[Stored items]

//! Payroll computation.
//!
//! Pay for a period is `base + commission + allowances - deductions`, never
//! below zero. The monthly base salary is prorated by the share of working
//! days the member was present for.

use std::collections::BTreeSet;

use chrono::{DateTime, Datelike, NaiveDate, Utc, Weekday};
use serde::{Deserialize, Serialize};

use salonbook_core::{DomainError, DomainResult, Entity, Money, Owned, OwnerId, RecordId, Versioned};

use crate::attendance::{AttendanceRecord, AttendanceStatus};
use crate::member::StaffMember;

/// Inclusive date range a payroll record covers.
#[derive(Debug, Clone, Copy, PartialEq, Eq, Serialize, Deserialize)]
pub struct PayrollPeriod {
    pub start: NaiveDate,
    pub end: NaiveDate,
}

impl PayrollPeriod {
    pub fn new(start: NaiveDate, end: NaiveDate) -> DomainResult<Self> {
        if end < start {
            return Err(DomainError::validation("period_end must not be before period_start"));
        }
        Ok(Self { start, end })
    }

    pub fn contains(&self, date: NaiveDate) -> bool {
        date >= self.start && date <= self.end
    }

    /// True when the two periods share at least one day.
    pub fn overlaps(&self, other: &PayrollPeriod) -> bool {
        self.start <= other.end && other.start <= self.end
    }

    /// Days in the period excluding Sundays.
    pub fn working_days(&self) -> u32 {
        self.start
            .iter_days()
            .take_while(|d| *d <= self.end)
            .filter(|d| d.weekday() != Weekday::Sun)
            .count() as u32
    }
}

/// Everything payroll needs besides the staff member and attendance.
#[derive(Debug, Clone, Default, Deserialize)]
pub struct PayrollInput {
    /// Sum of completed appointment totals for the member in the period.
    #[serde(default)]
    pub commission_base: Money,
    #[serde(default)]
    pub allowances: Money,
    #[serde(default)]
    pub deductions: Money,
}

#[derive(Debug, Clone, PartialEq, Eq, Serialize, Deserialize)]
pub struct PayrollRecord {
    pub id: RecordId,
    pub owner_id: OwnerId,
    #[serde(default)]
    pub version: u64,
    pub staff_id: RecordId,
    pub staff_name: String,
    pub period_start: NaiveDate,
    pub period_end: NaiveDate,
    pub working_days: u32,
    pub days_present: u32,
    pub days_absent: u32,
    pub base_pay: Money,
    pub commission_base: Money,
    pub commission_rate_bps: u32,
    pub commission: Money,
    pub allowances: Money,
    pub deductions: Money,
    pub net_pay: Money,
    pub created_at: DateTime<Utc>,
}

impl PayrollRecord {
    pub fn period(&self) -> PayrollPeriod {
        PayrollPeriod {
            start: self.period_start,
            end: self.period_end,
        }
    }

    /// Compute pay for `staff` over `period`.
    ///
    /// Attendance rows for other members or outside the period are ignored.
    /// Multiple rows on the same date count once.
    pub fn compute(
        staff: &StaffMember,
        period: PayrollPeriod,
        attendance: &[AttendanceRecord],
        input: PayrollInput,
        now: DateTime<Utc>,
    ) -> DomainResult<Self> {
        let relevant = attendance
            .iter()
            .filter(|a| a.owner_id == staff.owner_id && a.staff_id == staff.id && period.contains(a.date));

        let mut present = BTreeSet::new();
        let mut absent = BTreeSet::new();
        for a in relevant {
            if a.status.is_worked() {
                present.insert(a.date);
            } else if a.status == AttendanceStatus::Absent {
                absent.insert(a.date);
            }
        }

        let working_days = period.working_days();
        let days_present = present.len() as u32;
        let days_absent = absent.difference(&present).count() as u32;

        let base_pay = staff
            .base_salary
            .prorate(days_present.min(working_days), working_days);
        let commission = input.commission_base.apply_bps(staff.commission_rate_bps);
        let gross = Money::sum([base_pay, commission, input.allowances])?;
        let net_pay = gross.saturating_sub(input.deductions);

        Ok(Self {
            id: RecordId::new(),
            owner_id: staff.owner_id,
            version: 0,
            staff_id: staff.id,
            staff_name: staff.name.clone(),
            period_start: period.start,
            period_end: period.end,
            working_days,
            days_present,
            days_absent,
            base_pay,
            commission_base: input.commission_base,
            commission_rate_bps: staff.commission_rate_bps,
            commission,
            allowances: input.allowances,
            deductions: input.deductions,
            net_pay,
            created_at: now,
        })
    }
}

impl Entity for PayrollRecord {
    type Id = RecordId;

    fn id(&self) -> &Self::Id {
        &self.id
    }
}

impl Owned for PayrollRecord {
    fn owner_id(&self) -> OwnerId {
        self.owner_id
    }
}

impl Versioned for PayrollRecord {
    fn version(&self) -> u64 {
        self.version
    }

    fn set_version(&mut self, version: u64) {
        self.version = version;
    }
}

= Work required =
Please write out every record shown above exactly as it reads.

= Written solution =
//! Payroll computation.
//!
//! Pay for a period is `base + commission + allowances - deductions`, never
//! below zero. The monthly base salary is prorated by the share of working
//! days the member was present for.

use std::collections::BTreeSet;

use chrono::{DateTime, Datelike, NaiveDate, Utc, Weekday};
use serde::{Deserialize, Serialize};

use salonbook_core::{DomainError, DomainResult, Entity, Money, Owned, OwnerId, RecordId, Versioned};

use crate::attendance::{AttendanceRecord, AttendanceStatus};
use crate::member::StaffMember;

/// Inclusive date range a payroll record covers.
#[derive(Debug, Clone, Copy, PartialEq, Eq, Serialize, Deserialize)]
pub struct PayrollPeriod {
    pub start: NaiveDate,
    pub end: NaiveDate,
}

impl PayrollPeriod {
    pub fn new(start: NaiveDate, end: NaiveDate) -> DomainResult<Self> {
        if end < start {
            return Err(DomainError::validation("period_end must not be before period_start"));
        }
        Ok(Self { start, end })
    }

    pub fn contains(&self, date: NaiveDate) -> bool {
        date >= self.start && date <= self.end
    }

    /// True when the two periods share at least one day.
    pub fn overlaps(&self, other: &PayrollPeriod) -> bool {
        self.start <= other.end && other.start <= self.end
    }

    /// Days in the period excluding Sundays.
    pub fn working_days(&self) -> u32 {
        self.start
            .iter_days()
            .take_while(|d| *d <= self.end)
            .filter(|d| d.weekday() != Weekday::Sun)
            .count() as u32
    }
}

/// Everything payroll needs besides the staff member and attendance.
#[derive(Debug, Clone, Default, Deserialize)]
pub struct PayrollInput {
    /// Sum of completed appointment totals for the member in the period.
    #[serde(default)]
    pub commission_base: Money,
    #[serde(default)]
    pub allowances: Money,
    #[serde(default)]
    pub deductions: Money,
}

#[derive(Debug, Clone, PartialEq, Eq, Serialize, Deserialize)]
pub struct PayrollRecord {
    pub id: RecordId,
    pub owner_id: OwnerId,
    #[serde(default)]
    pub version: u64,
    pub staff_id: RecordId,
    pub staff_name: String,
    pub period_start: NaiveDate,
    pub period_end: NaiveDate,
    pub working_days: u32,
    pub days_present: u32,
    pub days_absent: u32,
    pub base_pay: Money,
    pub commission_base: Money,
    pub commission_rate_bps: u32,
    pub commission: Money,
    pub allowances: Money,
    pub deductions: Money,
    pub net_pay: Money,
    pub created_at: DateTime<Utc>,
}

impl PayrollRecord {
    pub fn period(&self) -> PayrollPeriod {
        PayrollPeriod {
            start: self.period_start,
            end: self.period_end,
        }
    }

    /// Compute pay for `staff` over `period`.
    ///
    /// Attendance rows for other members or outside the period are ignored.
    /// Multiple rows on the same date count once.
    pub fn compute(
        staff: &StaffMember,
        period: PayrollPeriod,
        attendance: &[AttendanceRecord],
        input: PayrollInput,
        now: DateTime<Utc>,
    ) -> DomainResult<Self> {
        let relevant = attendance
            .iter()
            .filter(|a| a.owner_id == staff.owner_id && a.staff_id == staff.id && period.contains(a.date));

        let mut present = BTreeSet::new();
        let mut absent = BTreeSet::new();
        for a in relevant {
            if a.status.is_worked() {
                present.insert(a.date);
            } else if a.status == AttendanceStatus::Absent {
                absent.insert(a.date);
            }
        }

        let working_days = period.working_days();
        let days_present = present.len() as u32;
        let days_absent = absent.difference(&present).count() as u32;

        let base_pay = staff
            .base_salary
            .prorate(days_present.min(working_days), working_days);
        let commission = input.commission_base.apply_bps(staff.commission_rate_bps);
        let gross = Money::sum([base_pay, commission, input.allowances])?;
        let net_pay = gross.saturating_sub(input.deductions);

        Ok(Self {
            id: RecordId::new(),
            owner_id: staff.owner_id,
            version: 0,
            staff_id: staff.id,
            staff_name: staff.name.clone(),
            period_start: period.start,
            period_end: period.end,
            working_days,
            days_present,
            days_absent,
            base_pay,
            commission_base: input.commission_base,
            commission_rate_bps: staff.commission_rate_bps,
            commission,
            allowances: input.allowances,
            deductions: input.deductions,
            net_pay,
            created_at: now,
        })
    }
}

impl Entity for PayrollRecord {
    type Id = RecordId;

    fn id(&self) -> &Self::Id {
        &self.id
    }
}

impl Owned for PayrollRecord {
    fn owner_id(&self) -> OwnerId {
        self.owner_id
    }
}

impl Versioned for PayrollRecord {
    fn version(&self) -> u64 {
        self.version
    }

    fn set_version(&mut self, version: u64) {
        self.version = version;
    }
}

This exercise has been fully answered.